• _Task statement_
Produce an exact copy of all the records.
*** Opening of Supplied data ***
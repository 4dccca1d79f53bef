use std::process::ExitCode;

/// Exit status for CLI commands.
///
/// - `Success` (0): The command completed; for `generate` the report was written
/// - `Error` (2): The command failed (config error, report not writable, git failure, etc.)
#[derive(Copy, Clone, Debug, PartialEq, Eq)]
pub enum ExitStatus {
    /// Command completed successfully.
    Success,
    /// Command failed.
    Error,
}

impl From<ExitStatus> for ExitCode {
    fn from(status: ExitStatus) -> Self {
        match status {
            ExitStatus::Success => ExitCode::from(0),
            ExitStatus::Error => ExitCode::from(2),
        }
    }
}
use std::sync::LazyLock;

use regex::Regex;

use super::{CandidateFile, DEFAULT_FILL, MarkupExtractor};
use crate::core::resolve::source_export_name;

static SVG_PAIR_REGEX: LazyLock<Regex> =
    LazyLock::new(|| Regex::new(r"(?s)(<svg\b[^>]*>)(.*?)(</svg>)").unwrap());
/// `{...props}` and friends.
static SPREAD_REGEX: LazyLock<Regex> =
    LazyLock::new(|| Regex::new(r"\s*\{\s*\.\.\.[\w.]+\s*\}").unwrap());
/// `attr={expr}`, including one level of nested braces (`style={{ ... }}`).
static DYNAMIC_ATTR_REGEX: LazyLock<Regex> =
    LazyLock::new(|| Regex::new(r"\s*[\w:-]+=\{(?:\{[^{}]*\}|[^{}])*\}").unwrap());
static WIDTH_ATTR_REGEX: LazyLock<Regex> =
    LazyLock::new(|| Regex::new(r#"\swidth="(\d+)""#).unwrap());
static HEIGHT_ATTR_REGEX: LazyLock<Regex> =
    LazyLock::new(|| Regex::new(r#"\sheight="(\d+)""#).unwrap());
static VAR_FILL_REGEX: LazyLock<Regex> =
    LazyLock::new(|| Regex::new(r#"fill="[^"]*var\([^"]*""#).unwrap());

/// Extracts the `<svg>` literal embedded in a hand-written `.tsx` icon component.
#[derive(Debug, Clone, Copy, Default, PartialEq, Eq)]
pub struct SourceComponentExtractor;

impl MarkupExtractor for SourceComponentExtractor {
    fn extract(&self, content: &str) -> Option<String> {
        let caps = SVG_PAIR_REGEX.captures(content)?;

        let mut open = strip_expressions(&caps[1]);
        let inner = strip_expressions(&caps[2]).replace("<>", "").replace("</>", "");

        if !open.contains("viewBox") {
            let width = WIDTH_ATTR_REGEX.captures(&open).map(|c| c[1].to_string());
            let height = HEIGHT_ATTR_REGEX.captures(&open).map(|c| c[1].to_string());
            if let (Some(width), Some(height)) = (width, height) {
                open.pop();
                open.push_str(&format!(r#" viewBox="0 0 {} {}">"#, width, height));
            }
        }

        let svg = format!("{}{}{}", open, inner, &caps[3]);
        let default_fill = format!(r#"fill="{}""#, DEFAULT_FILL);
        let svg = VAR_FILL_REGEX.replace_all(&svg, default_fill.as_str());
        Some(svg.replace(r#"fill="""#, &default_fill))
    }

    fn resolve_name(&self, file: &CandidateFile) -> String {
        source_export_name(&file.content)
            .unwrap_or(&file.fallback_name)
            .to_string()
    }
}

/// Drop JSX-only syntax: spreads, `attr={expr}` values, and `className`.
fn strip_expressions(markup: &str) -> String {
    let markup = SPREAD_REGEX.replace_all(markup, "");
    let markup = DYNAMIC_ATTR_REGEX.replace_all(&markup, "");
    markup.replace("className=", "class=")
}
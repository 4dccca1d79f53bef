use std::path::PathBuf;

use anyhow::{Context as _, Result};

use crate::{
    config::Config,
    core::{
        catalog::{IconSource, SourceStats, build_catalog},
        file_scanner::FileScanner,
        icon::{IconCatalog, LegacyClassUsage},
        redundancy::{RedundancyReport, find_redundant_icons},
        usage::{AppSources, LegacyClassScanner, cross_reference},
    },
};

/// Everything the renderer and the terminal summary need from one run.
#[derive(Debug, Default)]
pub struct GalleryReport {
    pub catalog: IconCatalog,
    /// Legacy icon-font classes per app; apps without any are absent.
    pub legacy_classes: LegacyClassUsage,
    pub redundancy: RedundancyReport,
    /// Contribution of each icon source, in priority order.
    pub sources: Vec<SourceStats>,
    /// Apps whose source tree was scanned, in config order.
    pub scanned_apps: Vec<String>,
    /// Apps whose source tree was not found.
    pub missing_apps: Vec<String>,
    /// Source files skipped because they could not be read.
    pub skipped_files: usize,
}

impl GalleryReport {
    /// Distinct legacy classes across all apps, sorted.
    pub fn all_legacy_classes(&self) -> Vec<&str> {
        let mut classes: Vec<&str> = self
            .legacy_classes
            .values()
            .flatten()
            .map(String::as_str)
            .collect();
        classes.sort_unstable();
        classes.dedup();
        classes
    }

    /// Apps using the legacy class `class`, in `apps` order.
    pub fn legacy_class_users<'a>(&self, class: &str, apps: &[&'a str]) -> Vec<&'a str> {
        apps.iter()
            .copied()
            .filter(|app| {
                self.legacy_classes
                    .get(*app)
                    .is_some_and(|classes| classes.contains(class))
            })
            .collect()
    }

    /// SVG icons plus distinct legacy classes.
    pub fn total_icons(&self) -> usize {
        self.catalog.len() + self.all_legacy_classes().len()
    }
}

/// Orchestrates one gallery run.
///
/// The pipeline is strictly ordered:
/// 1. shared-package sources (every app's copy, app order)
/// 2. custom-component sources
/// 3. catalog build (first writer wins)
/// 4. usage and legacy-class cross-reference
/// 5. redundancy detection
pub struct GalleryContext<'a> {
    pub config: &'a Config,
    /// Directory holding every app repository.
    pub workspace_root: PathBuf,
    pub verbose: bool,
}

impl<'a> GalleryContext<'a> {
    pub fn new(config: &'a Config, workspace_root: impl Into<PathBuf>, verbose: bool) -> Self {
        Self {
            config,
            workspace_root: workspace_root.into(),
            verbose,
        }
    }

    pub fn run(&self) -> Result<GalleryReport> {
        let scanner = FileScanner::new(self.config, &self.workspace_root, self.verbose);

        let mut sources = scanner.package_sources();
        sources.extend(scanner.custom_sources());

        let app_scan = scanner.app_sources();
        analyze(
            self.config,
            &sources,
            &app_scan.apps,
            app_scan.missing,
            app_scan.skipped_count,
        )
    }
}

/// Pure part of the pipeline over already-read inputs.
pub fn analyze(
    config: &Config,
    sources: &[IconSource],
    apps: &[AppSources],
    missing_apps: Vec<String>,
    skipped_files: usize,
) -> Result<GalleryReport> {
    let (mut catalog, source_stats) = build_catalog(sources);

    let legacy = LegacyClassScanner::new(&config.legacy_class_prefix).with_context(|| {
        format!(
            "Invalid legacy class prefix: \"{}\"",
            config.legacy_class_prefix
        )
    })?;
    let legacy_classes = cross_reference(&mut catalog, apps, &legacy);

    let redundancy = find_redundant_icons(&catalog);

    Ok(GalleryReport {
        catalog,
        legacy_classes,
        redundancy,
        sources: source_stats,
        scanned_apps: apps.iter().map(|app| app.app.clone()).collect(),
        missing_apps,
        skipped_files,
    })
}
*** Close of Supplied data ***
• _Answer section_
repository 4dccca1d79f53bef
use std::process::ExitCode;

/// Exit status for CLI commands.
///
/// - `Success` (0): The command completed; for `generate` the report was written
/// - `Error` (2): The command failed (config error, report not writable, git failure, etc.)
#[derive(Copy, Clone, Debug, PartialEq, Eq)]
pub enum ExitStatus {
    /// Command completed successfully.
    Success,
    /// Command failed.
    Error,
}

impl From<ExitStatus> for ExitCode {
    fn from(status: ExitStatus) -> Self {
        match status {
            ExitStatus::Success => ExitCode::from(0),
            ExitStatus::Error => ExitCode::from(2),
        }
    }
}
use std::sync::LazyLock;

use regex::Regex;

use super::{CandidateFile, DEFAULT_FILL, MarkupExtractor};
use crate::core::resolve::source_export_name;

static SVG_PAIR_REGEX: LazyLock<Regex> =
    LazyLock::new(|| Regex::new(r"(?s)(<svg\b[^>]*>)(.*?)(</svg>)").unwrap());
/// `{...props}` and friends.
static SPREAD_REGEX: LazyLock<Regex> =
    LazyLock::new(|| Regex::new(r"\s*\{\s*\.\.\.[\w.]+\s*\}").unwrap());
/// `attr={expr}`, including one level of nested braces (`style={{ ... }}`).
static DYNAMIC_ATTR_REGEX: LazyLock<Regex> =
    LazyLock::new(|| Regex::new(r"\s*[\w:-]+=\{(?:\{[^{}]*\}|[^{}])*\}").unwrap());
static WIDTH_ATTR_REGEX: LazyLock<Regex> =
    LazyLock::new(|| Regex::new(r#"\swidth="(\d+)""#).unwrap());
static HEIGHT_ATTR_REGEX: LazyLock<Regex> =
    LazyLock::new(|| Regex::new(r#"\sheight="(\d+)""#).unwrap());
static VAR_FILL_REGEX: LazyLock<Regex> =
    LazyLock::new(|| Regex::new(r#"fill="[^"]*var\([^"]*""#).unwrap());

/// Extracts the `<svg>` literal embedded in a hand-written `.tsx` icon component.
#[derive(Debug, Clone, Copy, Default, PartialEq, Eq)]
pub struct SourceComponentExtractor;

impl MarkupExtractor for SourceComponentExtractor {
    fn extract(&self, content: &str) -> Option<String> {
        let caps = SVG_PAIR_REGEX.captures(content)?;

        let mut open = strip_expressions(&caps[1]);
        let inner = strip_expressions(&caps[2]).replace("<>", "").replace("</>", "");

        if !open.contains("viewBox") {
            let width = WIDTH_ATTR_REGEX.captures(&open).map(|c| c[1].to_string());
            let height = HEIGHT_ATTR_REGEX.captures(&open).map(|c| c[1].to_string());
            if let (Some(width), Some(height)) = (width, height) {
                open.pop();
                open.push_str(&format!(r#" viewBox="0 0 {} {}">"#, width, height));
            }
        }

        let svg = format!("{}{}{}", open, inner, &caps[3]);
        let default_fill = format!(r#"fill="{}""#, DEFAULT_FILL);
        let svg = VAR_FILL_REGEX.replace_all(&svg, default_fill.as_str());
        Some(svg.replace(r#"fill="""#, &default_fill))
    }

    fn resolve_name(&self, file: &CandidateFile) -> String {
        source_export_name(&file.content)
            .unwrap_or(&file.fallback_name)
            .to_string()
    }
}

/// Drop JSX-only syntax: spreads, `attr={expr}` values, and `className`.
fn strip_expressions(markup: &str) -> String {
    let markup = SPREAD_REGEX.replace_all(markup, "");
    let markup = DYNAMIC_ATTR_REGEX.replace_all(&markup, "");
    markup.replace("className=", "class=")
}
repository 4dccca1d79f53bef
use std::path::PathBuf;

use anyhow::{Context as _, Result};

use crate::{
    config::Config,
    core::{
        catalog::{IconSource, SourceStats, build_catalog},
        file_scanner::FileScanner,
        icon::{IconCatalog, LegacyClassUsage},
        redundancy::{RedundancyReport, find_redundant_icons},
        usage::{AppSources, LegacyClassScanner, cross_reference},
    },
};

/// Everything the renderer and the terminal summary need from one run.
#[derive(Debug, Default)]
pub struct GalleryReport {
    pub catalog: IconCatalog,
    /// Legacy icon-font classes per app; apps without any are absent.
    pub legacy_classes: LegacyClassUsage,
    pub redundancy: RedundancyReport,
    /// Contribution of each icon source, in priority order.
    pub sources: Vec<SourceStats>,
    /// Apps whose source tree was scanned, in config order.
    pub scanned_apps: Vec<String>,
    /// Apps whose source tree was not found.
    pub missing_apps: Vec<String>,
    /// Source files skipped because they could not be read.
    pub skipped_files: usize,
}

impl GalleryReport {
    /// Distinct legacy classes across all apps, sorted.
    pub fn all_legacy_classes(&self) -> Vec<&str> {
        let mut classes: Vec<&str> = self
            .legacy_classes
            .values()
            .flatten()
            .map(String::as_str)
            .collect();
        classes.sort_unstable();
        classes.dedup();
        classes
    }

    /// Apps using the legacy class `class`, in `apps` order.
    pub fn legacy_class_users<'a>(&self, class: &str, apps: &[&'a str]) -> Vec<&'a str> {
        apps.iter()
            .copied()
            .filter(|app| {
                self.legacy_classes
                    .get(*app)
                    .is_some_and(|classes| classes.contains(class))
            })
            .collect()
    }

    /// SVG icons plus distinct legacy classes.
    pub fn total_icons(&self) -> usize {
        self.catalog.len() + self.all_legacy_classes().len()
    }
}

/// Orchestrates one gallery run.
///
/// The pipeline is strictly ordered:
/// 1. shared-package sources (every app's copy, app order)
/// 2. custom-component sources
/// 3. catalog build (first writer wins)
/// 4. usage and legacy-class cross-reference
/// 5. redundancy detection
pub struct GalleryContext<'a> {
    pub config: &'a Config,
    /// Directory holding every app repository.
    pub workspace_root: PathBuf,
    pub verbose: bool,
}

impl<'a> GalleryContext<'a> {
    pub fn new(config: &'a Config, workspace_root: impl Into<PathBuf>, verbose: bool) -> Self {
        Self {
            config,
            workspace_root: workspace_root.into(),
            verbose,
        }
    }

    pub fn run(&self) -> Result<GalleryReport> {
        let scanner = FileScanner::new(self.config, &self.workspace_root, self.verbose);

        let mut sources = scanner.package_sources();
        sources.extend(scanner.custom_sources());

        let app_scan = scanner.app_sources();
        analyze(
            self.config,
            &sources,
            &app_scan.apps,
            app_scan.missing,
            app_scan.skipped_count,
        )
    }
}

/// Pure part of the pipeline over already-read inputs.
pub fn analyze(
    config: &Config,
    sources: &[IconSource],
    apps: &[AppSources],
    missing_apps: Vec<String>,
    skipped_files: usize,
) -> Result<GalleryReport> {
    let (mut catalog, source_stats) = build_catalog(sources);

    let legacy = LegacyClassScanner::new(&config.legacy_class_prefix).with_context(|| {
        format!(
            "Invalid legacy class prefix: \"{}\"",
            config.legacy_class_prefix
        )
    })?;
    let legacy_classes = cross_reference(&mut catalog, apps, &legacy);

    let redundancy = find_redundant_icons(&catalog);

    Ok(GalleryReport {
        catalog,
        legacy_classes,
        redundancy,
        sources: source_stats,
        scanned_apps: apps.iter().map(|app| app.app.clone()).collect(),
        missing_apps,
        skipped_files,
    })
}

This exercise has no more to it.